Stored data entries
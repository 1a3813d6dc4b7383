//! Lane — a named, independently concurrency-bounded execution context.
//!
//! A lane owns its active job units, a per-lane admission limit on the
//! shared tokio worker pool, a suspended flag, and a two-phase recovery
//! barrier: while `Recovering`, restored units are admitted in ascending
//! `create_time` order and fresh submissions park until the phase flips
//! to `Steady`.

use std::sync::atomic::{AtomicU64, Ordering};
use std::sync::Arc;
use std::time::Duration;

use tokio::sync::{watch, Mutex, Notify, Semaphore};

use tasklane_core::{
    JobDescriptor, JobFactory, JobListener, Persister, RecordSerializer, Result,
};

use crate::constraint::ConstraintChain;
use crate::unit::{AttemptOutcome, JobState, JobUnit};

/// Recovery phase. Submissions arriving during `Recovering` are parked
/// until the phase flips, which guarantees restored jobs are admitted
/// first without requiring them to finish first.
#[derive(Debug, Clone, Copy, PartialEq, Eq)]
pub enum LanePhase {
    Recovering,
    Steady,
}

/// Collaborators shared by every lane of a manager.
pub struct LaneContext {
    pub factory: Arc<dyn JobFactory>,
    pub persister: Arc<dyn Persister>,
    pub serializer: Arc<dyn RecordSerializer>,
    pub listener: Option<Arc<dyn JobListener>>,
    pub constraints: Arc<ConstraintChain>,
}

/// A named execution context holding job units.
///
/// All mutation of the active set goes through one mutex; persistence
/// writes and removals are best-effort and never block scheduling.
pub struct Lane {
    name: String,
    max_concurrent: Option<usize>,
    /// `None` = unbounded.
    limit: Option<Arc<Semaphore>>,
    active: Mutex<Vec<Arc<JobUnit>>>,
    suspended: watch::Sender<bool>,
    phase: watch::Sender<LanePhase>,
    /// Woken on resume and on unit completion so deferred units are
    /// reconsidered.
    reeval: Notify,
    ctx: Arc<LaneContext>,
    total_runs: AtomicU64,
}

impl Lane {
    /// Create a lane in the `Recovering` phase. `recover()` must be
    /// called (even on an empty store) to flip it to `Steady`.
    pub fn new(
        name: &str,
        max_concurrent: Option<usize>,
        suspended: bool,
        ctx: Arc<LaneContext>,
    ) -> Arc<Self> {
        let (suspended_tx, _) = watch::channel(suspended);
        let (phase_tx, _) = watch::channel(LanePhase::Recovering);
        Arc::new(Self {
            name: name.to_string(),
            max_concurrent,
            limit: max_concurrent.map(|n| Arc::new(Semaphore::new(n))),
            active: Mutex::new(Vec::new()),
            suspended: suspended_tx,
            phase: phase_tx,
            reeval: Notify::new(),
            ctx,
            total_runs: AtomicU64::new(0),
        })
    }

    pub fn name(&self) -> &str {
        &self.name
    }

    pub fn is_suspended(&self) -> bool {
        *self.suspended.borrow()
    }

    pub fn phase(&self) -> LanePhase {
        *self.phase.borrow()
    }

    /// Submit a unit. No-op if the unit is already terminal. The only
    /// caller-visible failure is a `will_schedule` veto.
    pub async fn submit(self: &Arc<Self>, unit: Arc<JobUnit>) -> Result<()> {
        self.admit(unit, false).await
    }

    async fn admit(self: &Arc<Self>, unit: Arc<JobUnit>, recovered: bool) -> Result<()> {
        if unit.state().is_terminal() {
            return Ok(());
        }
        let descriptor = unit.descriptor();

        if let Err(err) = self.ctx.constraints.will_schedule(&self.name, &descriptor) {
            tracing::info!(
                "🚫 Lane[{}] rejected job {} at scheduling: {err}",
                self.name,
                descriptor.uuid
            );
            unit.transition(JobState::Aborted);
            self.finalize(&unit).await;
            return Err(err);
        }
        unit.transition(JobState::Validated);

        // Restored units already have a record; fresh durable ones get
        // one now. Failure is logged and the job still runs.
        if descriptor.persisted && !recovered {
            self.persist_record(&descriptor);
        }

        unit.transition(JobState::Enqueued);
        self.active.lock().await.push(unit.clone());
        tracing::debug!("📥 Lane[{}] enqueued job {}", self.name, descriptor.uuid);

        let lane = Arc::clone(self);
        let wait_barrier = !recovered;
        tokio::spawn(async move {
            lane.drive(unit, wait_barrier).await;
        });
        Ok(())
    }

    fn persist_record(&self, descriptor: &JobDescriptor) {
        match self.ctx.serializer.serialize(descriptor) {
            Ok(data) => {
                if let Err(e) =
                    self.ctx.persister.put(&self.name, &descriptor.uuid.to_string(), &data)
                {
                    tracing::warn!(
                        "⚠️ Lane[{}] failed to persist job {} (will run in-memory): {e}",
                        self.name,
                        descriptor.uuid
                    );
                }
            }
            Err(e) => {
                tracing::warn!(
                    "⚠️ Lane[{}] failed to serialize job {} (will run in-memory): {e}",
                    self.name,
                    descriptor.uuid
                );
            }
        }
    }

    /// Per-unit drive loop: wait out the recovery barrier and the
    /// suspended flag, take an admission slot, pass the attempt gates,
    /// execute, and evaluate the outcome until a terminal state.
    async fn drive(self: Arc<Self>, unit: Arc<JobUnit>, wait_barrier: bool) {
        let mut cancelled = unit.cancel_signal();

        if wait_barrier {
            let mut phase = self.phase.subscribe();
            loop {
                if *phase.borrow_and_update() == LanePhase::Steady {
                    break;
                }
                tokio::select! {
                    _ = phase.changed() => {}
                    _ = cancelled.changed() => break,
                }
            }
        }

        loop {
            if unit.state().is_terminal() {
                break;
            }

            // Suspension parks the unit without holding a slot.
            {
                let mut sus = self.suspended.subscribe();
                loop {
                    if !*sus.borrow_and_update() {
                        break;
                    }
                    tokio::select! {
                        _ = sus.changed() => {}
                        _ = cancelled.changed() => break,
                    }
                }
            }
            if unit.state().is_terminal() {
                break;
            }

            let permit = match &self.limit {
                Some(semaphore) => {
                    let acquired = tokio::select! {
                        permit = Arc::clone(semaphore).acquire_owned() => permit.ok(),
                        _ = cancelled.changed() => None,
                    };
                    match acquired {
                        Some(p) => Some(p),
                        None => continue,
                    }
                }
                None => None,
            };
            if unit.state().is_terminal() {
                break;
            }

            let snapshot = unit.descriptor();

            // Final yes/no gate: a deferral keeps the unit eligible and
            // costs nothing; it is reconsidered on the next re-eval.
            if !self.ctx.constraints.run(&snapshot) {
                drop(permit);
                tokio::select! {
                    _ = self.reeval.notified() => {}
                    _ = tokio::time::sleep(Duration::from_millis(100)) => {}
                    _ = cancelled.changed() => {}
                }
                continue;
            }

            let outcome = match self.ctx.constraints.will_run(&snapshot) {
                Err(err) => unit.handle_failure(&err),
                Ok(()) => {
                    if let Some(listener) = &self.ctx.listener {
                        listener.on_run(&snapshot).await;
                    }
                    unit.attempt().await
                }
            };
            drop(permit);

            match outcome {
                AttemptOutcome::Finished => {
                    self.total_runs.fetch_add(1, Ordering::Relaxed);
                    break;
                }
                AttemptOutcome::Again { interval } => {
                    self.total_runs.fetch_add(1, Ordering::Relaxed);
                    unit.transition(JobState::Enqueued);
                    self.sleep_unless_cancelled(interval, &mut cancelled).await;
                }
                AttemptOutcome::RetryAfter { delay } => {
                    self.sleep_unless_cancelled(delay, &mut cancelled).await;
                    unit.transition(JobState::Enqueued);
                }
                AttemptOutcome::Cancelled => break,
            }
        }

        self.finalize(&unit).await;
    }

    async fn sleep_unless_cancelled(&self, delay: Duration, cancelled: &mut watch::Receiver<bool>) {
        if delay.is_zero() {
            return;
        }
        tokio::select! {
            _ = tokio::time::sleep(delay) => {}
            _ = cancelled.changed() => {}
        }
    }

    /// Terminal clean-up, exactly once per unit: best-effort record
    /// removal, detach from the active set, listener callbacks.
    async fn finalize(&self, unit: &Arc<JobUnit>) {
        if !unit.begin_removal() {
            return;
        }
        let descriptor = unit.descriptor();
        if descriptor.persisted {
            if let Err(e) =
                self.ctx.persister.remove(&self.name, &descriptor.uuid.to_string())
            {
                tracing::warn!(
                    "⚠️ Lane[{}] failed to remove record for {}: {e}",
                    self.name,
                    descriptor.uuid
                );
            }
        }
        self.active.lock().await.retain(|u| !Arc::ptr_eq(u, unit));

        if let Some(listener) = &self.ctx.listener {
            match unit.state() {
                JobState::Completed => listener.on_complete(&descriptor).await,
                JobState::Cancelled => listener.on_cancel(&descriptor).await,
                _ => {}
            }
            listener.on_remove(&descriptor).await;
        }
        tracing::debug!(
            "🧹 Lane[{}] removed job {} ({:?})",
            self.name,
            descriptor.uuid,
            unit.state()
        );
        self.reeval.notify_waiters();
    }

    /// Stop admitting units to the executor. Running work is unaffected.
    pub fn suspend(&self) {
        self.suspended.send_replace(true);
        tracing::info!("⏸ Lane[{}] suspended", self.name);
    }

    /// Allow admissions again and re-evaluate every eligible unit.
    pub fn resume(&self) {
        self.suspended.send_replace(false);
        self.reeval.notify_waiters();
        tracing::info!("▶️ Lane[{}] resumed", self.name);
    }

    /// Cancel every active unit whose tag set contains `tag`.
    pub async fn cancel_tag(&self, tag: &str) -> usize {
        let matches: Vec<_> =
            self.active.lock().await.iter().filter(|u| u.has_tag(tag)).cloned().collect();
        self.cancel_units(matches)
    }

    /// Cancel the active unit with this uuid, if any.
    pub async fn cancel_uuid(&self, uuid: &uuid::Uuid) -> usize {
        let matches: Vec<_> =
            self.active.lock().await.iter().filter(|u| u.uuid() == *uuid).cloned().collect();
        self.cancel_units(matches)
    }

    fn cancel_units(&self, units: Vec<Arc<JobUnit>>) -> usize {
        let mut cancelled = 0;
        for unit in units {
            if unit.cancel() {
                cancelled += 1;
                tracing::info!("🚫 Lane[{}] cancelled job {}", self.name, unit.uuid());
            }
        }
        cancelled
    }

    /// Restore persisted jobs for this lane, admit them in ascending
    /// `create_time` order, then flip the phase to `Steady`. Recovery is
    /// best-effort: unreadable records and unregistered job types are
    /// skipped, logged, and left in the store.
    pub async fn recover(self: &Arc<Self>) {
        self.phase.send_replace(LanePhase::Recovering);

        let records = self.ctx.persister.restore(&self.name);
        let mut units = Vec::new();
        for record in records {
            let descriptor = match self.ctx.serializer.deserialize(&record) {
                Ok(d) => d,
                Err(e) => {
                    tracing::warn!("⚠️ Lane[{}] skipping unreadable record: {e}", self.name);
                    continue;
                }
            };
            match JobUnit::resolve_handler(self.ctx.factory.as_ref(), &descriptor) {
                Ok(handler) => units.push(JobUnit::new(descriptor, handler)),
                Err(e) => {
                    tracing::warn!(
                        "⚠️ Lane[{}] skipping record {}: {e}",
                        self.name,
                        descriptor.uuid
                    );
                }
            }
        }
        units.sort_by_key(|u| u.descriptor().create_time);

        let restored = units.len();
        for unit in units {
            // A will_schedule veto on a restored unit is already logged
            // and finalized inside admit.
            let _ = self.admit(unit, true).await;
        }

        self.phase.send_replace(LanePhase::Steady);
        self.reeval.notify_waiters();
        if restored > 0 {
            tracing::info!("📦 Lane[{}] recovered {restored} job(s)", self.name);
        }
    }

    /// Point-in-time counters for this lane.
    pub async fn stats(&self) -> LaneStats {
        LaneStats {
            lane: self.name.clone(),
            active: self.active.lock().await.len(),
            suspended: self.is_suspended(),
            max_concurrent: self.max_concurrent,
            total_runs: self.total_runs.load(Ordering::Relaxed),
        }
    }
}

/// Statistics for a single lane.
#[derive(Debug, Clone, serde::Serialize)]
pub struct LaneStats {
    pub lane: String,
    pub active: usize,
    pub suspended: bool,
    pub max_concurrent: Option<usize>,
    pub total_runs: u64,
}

* [What is required]: Every line above that includes the word "loop" must appear in the answer.

* [Task solution]:
    /// Per-unit drive loop: wait out the recovery barrier and the
            loop {
        loop {
                loop {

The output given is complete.